Considered an essential protein, one of APOE’s main jobs is “to move cholesterol around the body, and without that we’d be in trouble,” Farrer said. However, studies have revealed that the APOE ε4 variation can result in more fatty acid deposition than other members of the APOE family, leading scientists to believe that there is a cholesterol pathway to Alzheimer’s.
In fact, a study by Farrer published in March found that having elevated cholesterol and blood sugar in your 30s can increase your risk of Alzheimer’s disease decades later.
“There are many pathways into Alzheimer’s disease. There’s the lipid, or cholesterol, pathway, which is now pretty well established in Alzheimer’s, and APOE ε4 is part of that,” Farrer said.
“And there’s the inflammatory pathway, which is common to all chronic diseases. With MGMT, we may be looking at an additional pathway related to DNA repair in some way, or MGMT may be involved in one of these other pathways and no one still know how,” added Farrer.
Experts advise that women work with their doctors to try to identify the way forward.

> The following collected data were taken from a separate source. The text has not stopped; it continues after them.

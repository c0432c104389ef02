//! See <https://github.com/matklad/cargo-xtask/>
//!
//! This binary defines various auxiliary build commands, which are not
//! expressible with just `cargo`.
//!
//! The binary is integrated into the `cargo` command line by using an
//! alias in `.cargo/config`.

use clap::Parser;

mod dynamodb;
mod prelude;

/// Development tasks for the learnbyshorts repository
#[derive(Debug, Parser)]
#[command(name = "xtask")]
#[command(about = "Development tasks for learnbyshorts", long_about = None)]
struct Cli {
    #[command(flatten)]
    global: Global,

    #[command(subcommand)]
    command: Commands,
}

#[derive(Debug, Clone, clap::Args)]
pub struct Global {
    /// Silence the command output
    #[clap(long, global = true)]
    pub silent: bool,
}

impl Global {
    pub fn is_silent(&self) -> bool {
        self.silent
    }
}

#[derive(Debug, clap::Subcommand)]
enum Commands {
    /// Manage the DynamoDB user-data table
    Dynamodb(dynamodb::DynamodbCommand),
}

#[tokio::main]
async fn main() -> Result<(), Box<dyn std::error::Error>> {
    let cli = Cli::parse();

    match cli.command {
        Commands::Dynamodb(dynamodb_cmd) => {
            dynamodb::run(dynamodb_cmd, cli.global).await?;
        }
    }

    Ok(())
}
//! Functional core of the LearnByShorts user-data store.
//!
//! Pure domain types, the single-table keyspace codec, and the trait seams
//! the imperative shell implements. Nothing in this crate performs I/O.

pub mod auth;
pub mod clock;
pub mod keyspace;
pub mod learning;
pub mod storage;
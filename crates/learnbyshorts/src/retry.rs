//! Retry with exponential backoff for store calls.
//!
//! Only errors for which [`RepositoryError::is_retryable`] holds are retried
//! (`StoreUnavailable`). Every attempt runs under its own timeout; an attempt
//! that times out counts as `StoreUnavailable`.
//!
//! # Example
//!
//! ```ignore
//! use learnbyshorts::retry::{with_retry, RetryConfig};
//!
//! let profile = with_retry(&RetryConfig::default(), || repo.get_profile("u1")).await?;
//! ```

use std::future::Future;
use std::time::Duration;

use learnbyshorts_core::storage::{RepositoryError, Result};
use rand::Rng;
use tokio::time::{sleep, timeout};
use tracing::warn;

/// Configuration for retry behavior.
#[derive(Debug, Clone, PartialEq)]
pub struct RetryConfig {
    /// Maximum number of retries (excluding the initial attempt).
    pub max_attempts: u32,
    /// Base delay for exponential backoff.
    pub base_delay: Duration,
    /// Maximum delay between retries.
    pub max_delay: Duration,
    /// Whether to add up to 25% random jitter to each delay.
    pub add_jitter: bool,
    /// Upper bound for a single attempt.
    pub attempt_timeout: Duration,
}

impl Default for RetryConfig {
    fn default() -> Self {
        Self {
            max_attempts: 3,
            base_delay: Duration::from_millis(100),
            max_delay: Duration::from_secs(5),
            add_jitter: true,
            attempt_timeout: Duration::from_millis(5000),
        }
    }
}

impl RetryConfig {
    #[must_use]
    pub fn new() -> Self {
        Self::default()
    }

    #[must_use]
    pub fn with_max_attempts(mut self, attempts: u32) -> Self {
        self.max_attempts = attempts;
        self
    }

    #[must_use]
    pub fn with_base_delay(mut self, delay: Duration) -> Self {
        self.base_delay = delay;
        self
    }

    #[must_use]
    pub fn with_max_delay(mut self, delay: Duration) -> Self {
        self.max_delay = delay;
        self
    }

    #[must_use]
    pub fn with_jitter(mut self, enable: bool) -> Self {
        self.add_jitter = enable;
        self
    }

    #[must_use]
    pub fn with_attempt_timeout(mut self, limit: Duration) -> Self {
        self.attempt_timeout = limit;
        self
    }

    /// Delay before retry number `attempt` (zero-based).
    ///
    /// `base_delay * 2^attempt`, capped at `max_delay`, plus jitter.
    #[must_use]
    pub fn delay_for_attempt(&self, attempt: u32) -> Duration {
        let multiplier = 2u64.saturating_pow(attempt);
        let delay_ms = (self.base_delay.as_millis() as u64).saturating_mul(multiplier);
        let delay = Duration::from_millis(delay_ms.min(self.max_delay.as_millis() as u64));

        if !self.add_jitter {
            return delay;
        }

        let jitter_range = delay.as_millis() as u64 / 4;
        if jitter_range == 0 {
            return delay;
        }
        delay + Duration::from_millis(rand::rng().random_range(0..jitter_range))
    }
}

/// Run `operation` until it succeeds, fails with a non-retryable error, or
/// the retry budget is spent.
pub async fn with_retry<F, Fut, T>(config: &RetryConfig, mut operation: F) -> Result<T>
where
    F: FnMut() -> Fut,
    Fut: Future<Output = Result<T>>,
{
    let mut attempt = 0;

    loop {
        let outcome = match timeout(config.attempt_timeout, operation()).await {
            Ok(outcome) => outcome,
            Err(_) => Err(RepositoryError::StoreUnavailable(format!(
                "store call timed out after {}ms",
                config.attempt_timeout.as_millis()
            ))),
        };

        match outcome {
            Ok(value) => return Ok(value),
            Err(err) => {
                if !err.is_retryable() || attempt >= config.max_attempts {
                    return Err(err);
                }

                let delay = config.delay_for_attempt(attempt);
                warn!(
                    attempt = attempt + 1,
                    max_attempts = config.max_attempts,
                    delay_ms = delay.as_millis() as u64,
                    error = %err,
                    "retrying after transient store error"
                );

                sleep(delay).await;
                attempt += 1;
            }
        }
    }
}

Interventions could include keeping blood pressure, cholesterol and blood sugar in healthy ranges, while “considering hormone replacement therapy when indicated, and advocating a brain-healthy lifestyle, including exercise regular diet, a Mediterranean-style diet, adequate sleep and stress-reduction techniques,” Isaacson said.
At some point, scientists will soon be able to offer more personalized medicine to women, said Dr. Kellyann Niotis, a neurologist with the Alzheimer’s Prevention Clinic at Weill Cornell Medicine and NewYork-Presbyterian, who was not involved in the study.
“We will soon be able to offer women at risk more advanced screenings, such as comprehensive genetic testing in a clinical setting, to better assess their risk and develop personalized risk reduction plans for optimal brain protection,” said Niotis.